O cantor bolsonarista Luciano Camargo pediu orações pelo ministro André Mendonça, do Supremo Tribunal Federal (STF), durante um show da dupla Zezé Di Camargo e Luciano para milhares de pessoas em Blumenau, em Santa Catarina. A manifestação ocorreu na terça-feira (1º), dois dias antes de Alexandre de Moraes apontar fortes indícios de irregularidades cometidas pelo magistrado.
“Um cara que eu admiro e respeito e tudo mais. Vamos pedir oração para esse homem”, declarou Luciano no encerramento da apresentação na Vila Germânica.
O cantor também revelou seu vínculo religioso com Mendonça. “É um homem que não tem medo de colocar aquilo que ele crê, aquilo que ele acredita. Pastor da igreja que eu congrego em São Paulo e que está, assim, fazendo diferença neste país”, afirmou.
Mendonça foi indicado ao Supremo por Jair Bolsonaro, que prometera escolher um ministro “terrivelmente evangélico”. Antes da nomeação, ele comandou a Advocacia-Geral da União e o Ministério da Justiça durante o governo bolsonarista.

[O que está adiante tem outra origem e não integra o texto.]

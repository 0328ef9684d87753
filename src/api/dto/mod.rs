//! Data Transfer Objects for REST request/response serialization.
//!
//! Bodies use camelCase keys to match the update wire format; query
//! parameters stay snake_case.

pub mod pulse_dto;
pub mod update_dto;

pub use pulse_dto::*;
pub use update_dto::*;
//! OpenAPI document for the REST surface.

use utoipa::OpenApi;

use crate::api::dto::{
    CreateUpdateRequest, FeedItemDto, GeocodeResponse, NearbyResponse, SummaryRequest,
    SummaryResponse, SweepResponse, UpdateListResponse,
};
use crate::api::handlers::{pulse, system, updates};
use crate::domain::{Category, Coordinates, RadiusBoundary, Update, UpdateId};
use crate::error::{ErrorBody, ErrorResponse};

/// Generated OpenAPI 3 document, served at `/api-docs/openapi.json` when the
/// `swagger-ui` feature is enabled.
#[derive(Debug, OpenApi)]
#[openapi(
    info(
        title = "CityPulse",
        description = "Location-based feed of short-lived, geo-tagged city updates."
    ),
    paths(
        system::health_handler,
        system::categories_handler,
        updates::create_update,
        updates::list_active,
        updates::list_nearby,
        updates::get_update,
        updates::delete_update,
        updates::sweep_expired,
        pulse::geocode,
        pulse::summarize,
    ),
    components(schemas(
        Category,
        Coordinates,
        RadiusBoundary,
        Update,
        UpdateId,
        CreateUpdateRequest,
        FeedItemDto,
        NearbyResponse,
        UpdateListResponse,
        SweepResponse,
        GeocodeResponse,
        SummaryRequest,
        SummaryResponse,
        ErrorResponse,
        ErrorBody,
        system::HealthResponse,
        system::CategoryInfo,
    )),
    tags(
        (name = "System", description = "Health and configuration"),
        (name = "Updates", description = "Post, list and expire updates"),
        (name = "Search", description = "Place search and AI pulse check"),
    )
)]
pub struct ApiDoc;

#[cfg(test)]
mod tests {
    use super::*;

    #[test]
    fn document_lists_every_route() {
        let doc = ApiDoc::openapi();
        let paths: Vec<&str> = doc.paths.paths.keys().map(String::as_str).collect();
        for expected in [
            "/health",
            "/config/categories",
            "/api/v1/updates",
            "/api/v1/updates/nearby",
            "/api/v1/updates/{id}",
            "/api/v1/updates/sweep",
            "/api/v1/geocode",
            "/api/v1/summary",
        ] {
            assert!(paths.contains(&expected), "missing path {expected}");
        }
    }
}
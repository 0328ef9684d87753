//! # citypulse
//!
//! REST API and WebSocket service for a location-based feed of short-lived,
//! geo-tagged city updates.
//!
//! Users post updates (traffic, crowding, hazards, events, neighborhood
//! news) pinned to a coordinate. Each update expires a few hours after it
//! is posted. Readers see the active updates within a radius of a center
//! point, most recent first, and can ask for a short AI summary of what is
//! going on around them.
//!
//! ## Architecture
//!
//! ```text
//! Clients (HTTP, WebSocket)
//!     │
//!     ├── REST Handlers (api/)
//!     ├── Feed sessions (ws/)
//!     │
//!     ├── UpdateService, SummaryService, sweeper (service/)
//!     ├── EventBus, feed pipeline, Haversine (domain/)
//!     │
//!     ├── Geocoder, Summarizer (clients/)
//!     │
//!     └── UpdateStore: in-memory or PostgreSQL (persistence/)
//! ```

pub mod api;
pub mod app_state;
pub mod clients;
pub mod config;
pub mod domain;
pub mod error;
pub mod persistence;
pub mod service;
pub mod ws;

use std::time::Duration;

use axum::Router;
use axum::http::StatusCode;
use axum::routing::get;
use tower::ServiceBuilder;
use tower_http::cors::CorsLayer;
use tower_http::timeout::TimeoutLayer;
use tower_http::trace::TraceLayer;

use crate::app_state::AppState;
use crate::ws::handler::ws_handler;

/// Builds the full HTTP application: REST routes, `/ws`, optional Swagger UI
/// and the tower middleware stack.
pub fn build_app(state: AppState, request_timeout: Duration) -> Router {
    let router = Router::new()
        .merge(api::build_router())
        .route("/ws", get(ws_handler));

    #[cfg(feature = "swagger-ui")]
    let router = {
        use utoipa::OpenApi;
        use utoipa_swagger_ui::SwaggerUi;

        router.merge(
            SwaggerUi::new("/swagger-ui").url("/api-docs/openapi.json", api::ApiDoc::openapi()),
        )
    };

    router
        .layer(
            ServiceBuilder::new()
                .layer(TraceLayer::new_for_http())
                .layer(CorsLayer::permissive())
                .layer(TimeoutLayer::with_status_code(
                    StatusCode::REQUEST_TIMEOUT,
                    request_timeout,
                )),
        )
        .with_state(state)
}
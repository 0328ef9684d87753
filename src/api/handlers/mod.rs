//! REST endpoint handlers organized by resource.

pub mod pulse;
pub mod system;
pub mod updates;

use axum::Router;

use crate::app_state::AppState;

/// Composes all resource routes under `/api/v1`.
pub fn routes() -> Router<AppState> {
    Router::new()
        .merge(updates::routes())
        .merge(pulse::routes())
}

🚨VEJA: Zezé Di Camargo e Luciano pedem orações por André Mendonça durante show lotado em SC pic.twitter.com/ux1uhddfnm
— Meio Independente (@meioindep) September 3, 2026
A apresentação também teve uma manifestação política de Zezé Di Camargo, outro apoiador de Bolsonaro. Ao elogiar Santa Catarina, o sertanejo afirmou: “Aqui no estado um lado nunca governou”. A declaração, uma referência indireta à esquerda, foi recebida com aplausos pelo público.

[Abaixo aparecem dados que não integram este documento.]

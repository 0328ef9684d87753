//! Text generation for the AI "pulse check".

use std::time::Duration;

use async_trait::async_trait;
use reqwest::Client;
use serde::{Deserialize, Serialize};

use crate::error::PulseError;

/// Generates short natural-language text from a prompt.
#[async_trait]
pub trait Summarizer: Send + Sync + std::fmt::Debug {
    /// Returns `false` when the backend cannot be called at all (no key).
    fn is_configured(&self) -> bool;

    /// Generates text for `prompt` under `system_instruction`.
    ///
    /// # Errors
    ///
    /// Returns [`PulseError::SummaryUnavailable`] if the model is not
    /// configured or the call fails.
    async fn generate(&self, system_instruction: &str, prompt: &str)
    -> Result<String, PulseError>;
}

#[derive(Debug, Serialize)]
#[serde(rename_all = "camelCase")]
struct GenerateRequest<'a> {
    system_instruction: Content<'a>,
    contents: [Content<'a>; 1],
    generation_config: GenerationConfig,
}

#[derive(Debug, Serialize)]
struct Content<'a> {
    #[serde(skip_serializing_if = "Option::is_none")]
    role: Option<&'static str>,
    parts: [Part<'a>; 1],
}

#[derive(Debug, Serialize)]
struct Part<'a> {
    text: &'a str,
}

#[derive(Debug, Serialize)]
#[serde(rename_all = "camelCase")]
struct GenerationConfig {
    thinking_config: ThinkingConfig,
}

#[derive(Debug, Serialize)]
#[serde(rename_all = "camelCase")]
struct ThinkingConfig {
    thinking_budget: u32,
}

#[derive(Debug, Deserialize)]
struct GenerateResponse {
    #[serde(default)]
    candidates: Vec<Candidate>,
}

#[derive(Debug, Deserialize)]
struct Candidate {
    content: Option<CandidateContent>,
}

#[derive(Debug, Deserialize)]
struct CandidateContent {
    #[serde(default)]
    parts: Vec<CandidatePart>,
}

#[derive(Debug, Deserialize)]
struct CandidatePart {
    text: Option<String>,
}

impl GenerateResponse {
    /// Concatenated text of the first candidate; empty if there is none.
    fn text(&self) -> String {
        self.candidates
            .first()
            .and_then(|c| c.content.as_ref())
            .map(|c| {
                c.parts
                    .iter()
                    .filter_map(|p| p.text.as_deref())
                    .collect::<String>()
            })
            .unwrap_or_default()
    }
}

/// Summarizer backed by the Gemini `generateContent` REST endpoint.
#[derive(Debug, Clone)]
pub struct GeminiSummarizer {
    client: Client,
    base_url: String,
    model: String,
    api_key: Option<String>,
}

impl GeminiSummarizer {
    /// Creates a summarizer. With `api_key == None` every call fails fast.
    ///
    /// # Errors
    ///
    /// Returns [`PulseError::Internal`] if the HTTP client cannot be built.
    pub fn new(base_url: &str, model: &str, api_key: Option<String>) -> Result<Self, PulseError> {
        let client = Client::builder()
            .timeout(Duration::from_secs(20))
            .build()
            .map_err(|e| PulseError::Internal(format!("summary client: {e}")))?;
        Ok(Self {
            client,
            base_url: base_url.trim_end_matches('/').to_string(),
            model: model.to_string(),
            api_key,
        })
    }
}

#[async_trait]
impl Summarizer for GeminiSummarizer {
    fn is_configured(&self) -> bool {
        self.api_key.is_some()
    }

    async fn generate(
        &self,
        system_instruction: &str,
        prompt: &str,
    ) -> Result<String, PulseError> {
        let Some(api_key) = self.api_key.as_deref() else {
            return Err(PulseError::SummaryUnavailable("missing API key".to_string()));
        };

        let body = GenerateRequest {
            system_instruction: Content {
                role: None,
                parts: [Part {
                    text: system_instruction,
                }],
            },
            contents: [Content {
                role: Some("user"),
                parts: [Part { text: prompt }],
            }],
            generation_config: GenerationConfig {
                thinking_config: ThinkingConfig { thinking_budget: 0 },
            },
        };

        let url = format!("{}/models/{}:generateContent", self.base_url, self.model);
        let response = self
            .client
            .post(url)
            .header("x-goog-api-key", api_key)
            .json(&body)
            .send()
            .await
            .map_err(|e| PulseError::SummaryUnavailable(e.to_string()))?;

        if !response.status().is_success() {
            let status = response.status();
            let detail = response.text().await.unwrap_or_default();
            return Err(PulseError::SummaryUnavailable(format!(
                "model returned {status}: {detail}"
            )));
        }

        let parsed: GenerateResponse = response
            .json()
            .await
            .map_err(|e| PulseError::SummaryUnavailable(e.to_string()))?;
        Ok(parsed.text())
    }
}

Zezé disse ainda que possui um apartamento em Itapema e considera Santa Catarina uma de suas casas. O show integrou a programação realizada na véspera do feriado pelos 176 anos de Blumenau.
O pedido de orações ocorreu antes da divulgação da decisão em que Moraes atribuiu a Mendonça possíveis atos de improbidade administrativa, abuso de autoridade e crime de responsabilidade. Relatórios da Polícia Federal apontam suspeitas de interferência em investigações, condução irregular de tratativas de delação premiada e direcionamento político de alvos.
As acusações foram encaminhadas ao presidente do STF, Edson Fachin, para as providências consideradas necessárias. Mendonça, que chegou à Corte como representante do projeto político e religioso de Bolsonaro, agora enfrenta a maior crise desde que assumiu o cargo.